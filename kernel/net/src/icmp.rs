//! ICMP codec.
//!
//! Outbound: RAW sockets build echo requests (or any type/code) through
//! [`prepare_packet`]/[`finalize_packet`].  Inbound: echo requests are
//! answered on the receiving interface before the datagram is propagated to
//! listening RAW sockets.

use alloc::vec::Vec;

use crate::buffer::{Packet, PreparedPacket, MAX_LAYERS};
use crate::device::{Interface, InterfaceFeatures};
use crate::ethernet::{self, ETHERTYPE_IPV4, ETH_BROADCAST, ETH_HEADER_LEN};
use crate::ipv4::{self, Ipv4Addr, Ipv4Proto, IPV4_HEADER_LEN};
use crate::socket::{SocketError, SocketProtocol};
use crate::stack::NetStack;

/// ICMP header length (type, code, checksum, rest-of-header).
pub const ICMP_HEADER_LEN: usize = 8;

/// Echo reply message type.
pub const ICMP_TYPE_ECHO_REPLY: u8 = 0;

/// Echo request message type.
pub const ICMP_TYPE_ECHO_REQUEST: u8 = 8;

/// What the caller wants in an outbound ICMP message.
#[derive(Debug, Clone, Copy)]
pub struct IcmpDescriptor {
    /// Destination address.
    pub target_ip: Ipv4Addr,
    /// Bytes the caller will write after the ICMP header.
    pub payload_size: usize,
    /// Message type.
    pub icmp_type: u8,
    /// Message code.
    pub code: u8,
}

/// Write Ethernet + IPv4 + ICMP headers into `buf`.
///
/// Checksums stay zero until [`finalize_packet`]; the rest-of-header word is
/// left for the caller (identifier/sequence for echo messages).
pub fn prepare_packet(
    buf: &mut [u8],
    iface: &Interface,
    desc: &IcmpDescriptor,
) -> Result<PreparedPacket, SocketError> {
    let total = ETH_HEADER_LEN + IPV4_HEADER_LEN + ICMP_HEADER_LEN + desc.payload_size;
    if buf.len() < total {
        return Err(SocketError::BufferTooSmall);
    }

    // No ARP: loopback frames are addressed to ourselves, anything else goes
    // out broadcast.
    let dst_mac = if desc.target_ip.is_loopback() {
        iface.mac_bytes()
    } else {
        ETH_BROADCAST
    };
    ethernet::write_header(buf, dst_mac, iface.mac_bytes(), ETHERTYPE_IPV4);

    ipv4::write_header(
        &mut buf[ETH_HEADER_LEN..],
        (IPV4_HEADER_LEN + ICMP_HEADER_LEN + desc.payload_size) as u16,
        Ipv4Proto::Icmp,
        iface.ip_address,
        desc.target_ip,
    );

    let icmp_off = ETH_HEADER_LEN + IPV4_HEADER_LEN;
    buf[icmp_off] = desc.icmp_type;
    buf[icmp_off + 1] = desc.code;
    for byte in &mut buf[icmp_off + 2..icmp_off + ICMP_HEADER_LEN] {
        *byte = 0;
    }

    let mut tags = [0u16; MAX_LAYERS];
    tags[1] = ETH_HEADER_LEN as u16;
    tags[2] = icmp_off as u16;

    Ok(PreparedPacket {
        iface: iface.id,
        index: icmp_off + ICMP_HEADER_LEN,
        tags,
        size: total,
    })
}

/// Finalize checksums over the caller's buffer and enqueue the frame for
/// transmit.
pub fn finalize_packet(
    iface: &Interface,
    prepared: &PreparedPacket,
    buf: &mut [u8],
) -> Result<(), SocketError> {
    if buf.len() < prepared.size {
        return Err(SocketError::BufferTooSmall);
    }
    let ip_off = prepared.tags[1] as usize;
    let icmp_off = prepared.tags[2] as usize;

    buf[icmp_off + 2] = 0;
    buf[icmp_off + 3] = 0;
    let cks = ipv4::checksum(&buf[icmp_off..prepared.size]);
    buf[icmp_off + 2..icmp_off + 4].copy_from_slice(&cks.to_be_bytes());

    ipv4::finalize_checksum(&mut buf[ip_off..]);

    let mut packet = Packet::from_frame(&buf[..prepared.size], prepared.iface);
    packet.apply_layout(prepared);
    iface.send(packet);
    Ok(())
}

/// Decode an inbound ICMP message: answer echo requests, then propagate to
/// listening RAW sockets.
pub(crate) fn decode(stack: &NetStack, iface: &Interface, packet: &mut Packet) {
    let offset = packet.index();
    if packet.payload().len() < offset + ICMP_HEADER_LEN {
        klog!(Warn, "net: interface {} dropped a truncated ICMP message", iface.name);
        return;
    }

    if !iface.features.contains(InterfaceFeatures::CHECKSUM_RX)
        && ipv4::fold(ipv4::sum_words(0, &packet.payload()[offset..])) != 0xffff
    {
        klog!(Warn, "net: interface {} dropped an ICMP message with a bad checksum", iface.name);
        return;
    }

    let icmp_type = packet.payload()[offset];
    packet.set_tag(2, offset);
    packet.advance(ICMP_HEADER_LEN);

    if icmp_type == ICMP_TYPE_ECHO_REQUEST {
        send_echo_reply(iface, packet);
    }

    stack.propagate_packet(packet, SocketProtocol::Icmp);
}

/// Build an echo reply from a decoded request and enqueue it.
fn send_echo_reply(iface: &Interface, request: &Packet) {
    let mut frame: Vec<u8> = request.payload().into();
    let ip_off = request.tag(1);
    let icmp_off = request.tag(2);

    // Return to sender: their MAC becomes the destination, ours the source.
    let mut peer_mac = [0u8; 6];
    peer_mac.copy_from_slice(&frame[6..12]);
    ethernet::write_header(&mut frame, peer_mac, iface.mac_bytes(), ETHERTYPE_IPV4);

    let mut peer_ip = [0u8; 4];
    peer_ip.copy_from_slice(&frame[ip_off + 12..ip_off + 16]);
    let our_ip = iface.ip_address;
    frame[ip_off + 12..ip_off + 16].copy_from_slice(&our_ip.0);
    frame[ip_off + 16..ip_off + 20].copy_from_slice(&peer_ip);

    frame[icmp_off] = ICMP_TYPE_ECHO_REPLY;
    frame[icmp_off + 2] = 0;
    frame[icmp_off + 3] = 0;
    let cks = ipv4::checksum(&frame[icmp_off..]);
    frame[icmp_off + 2..icmp_off + 4].copy_from_slice(&cks.to_be_bytes());

    ipv4::finalize_checksum(&mut frame[ip_off..]);

    let mut reply = Packet::new(frame.into_boxed_slice(), iface.id);
    reply.set_tag(0, 0);
    reply.set_tag(1, ip_off);
    reply.set_tag(2, icmp_off);
    reply.set_index(icmp_off + ICMP_HEADER_LEN);

    klog!(Trace, "net: echo reply queued on {}", iface.name);
    iface.send(reply);
}

#[cfg(test)]
mod tests {
    use super::*;
    use alloc::string::ToString;

    fn loopback_iface() -> Interface {
        let mut iface = Interface::new(0, "loopback".to_string(), 0);
        crate::loopback::init_driver(&mut iface);
        iface.enabled = true;
        iface
    }

    #[test]
    fn prepare_lays_out_echo_request() {
        let iface = loopback_iface();
        let desc = IcmpDescriptor {
            target_ip: Ipv4Addr::LOCALHOST,
            payload_size: 4,
            icmp_type: ICMP_TYPE_ECHO_REQUEST,
            code: 0,
        };
        let mut buf = [0u8; 128];
        let prepared = prepare_packet(&mut buf, &iface, &desc).unwrap();

        assert_eq!(prepared.size, 46);
        assert_eq!(prepared.index, 42);
        assert_eq!(prepared.tags[1], 14);
        assert_eq!(prepared.tags[2], 34);
        // Loopback frames are addressed to our own MAC.
        assert_eq!(&buf[0..6], &iface.mac_bytes());
        assert_eq!(buf[34], ICMP_TYPE_ECHO_REQUEST);
        assert_eq!(u16::from_be_bytes([buf[12], buf[13]]), ETHERTYPE_IPV4);
    }

    #[test]
    fn prepare_rejects_short_buffers() {
        let iface = loopback_iface();
        let desc = IcmpDescriptor {
            target_ip: Ipv4Addr::LOCALHOST,
            payload_size: 64,
            icmp_type: ICMP_TYPE_ECHO_REQUEST,
            code: 0,
        };
        let mut buf = [0u8; 32];
        assert!(matches!(
            prepare_packet(&mut buf, &iface, &desc),
            Err(SocketError::BufferTooSmall)
        ));
    }

    #[test]
    fn finalize_computes_valid_checksums() {
        let iface = loopback_iface();
        let desc = IcmpDescriptor {
            target_ip: Ipv4Addr::LOCALHOST,
            payload_size: 4,
            icmp_type: ICMP_TYPE_ECHO_REQUEST,
            code: 0,
        };
        let mut buf = [0u8; 128];
        let prepared = prepare_packet(&mut buf, &iface, &desc).unwrap();
        buf[prepared.index..prepared.size].copy_from_slice(b"abcd");
        finalize_packet(&iface, &prepared, &mut buf).unwrap();

        assert!(ipv4::verify_checksum(&buf[14..34]));
        assert_eq!(ipv4::fold(ipv4::sum_words(0, &buf[34..prepared.size])), 0xffff);
        // The frame is now queued on the interface's TX ring.
        assert_eq!(iface.tx_queue_len(), 1);
    }
}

- - - - - - -

WORK REQUEST >> Which lines of the entries above contain the string "sockets"? Copy each one.

FINISHED TASK >>
//! Outbound: RAW sockets build echo requests (or any type/code) through
//! listening RAW sockets.
/// listening RAW sockets.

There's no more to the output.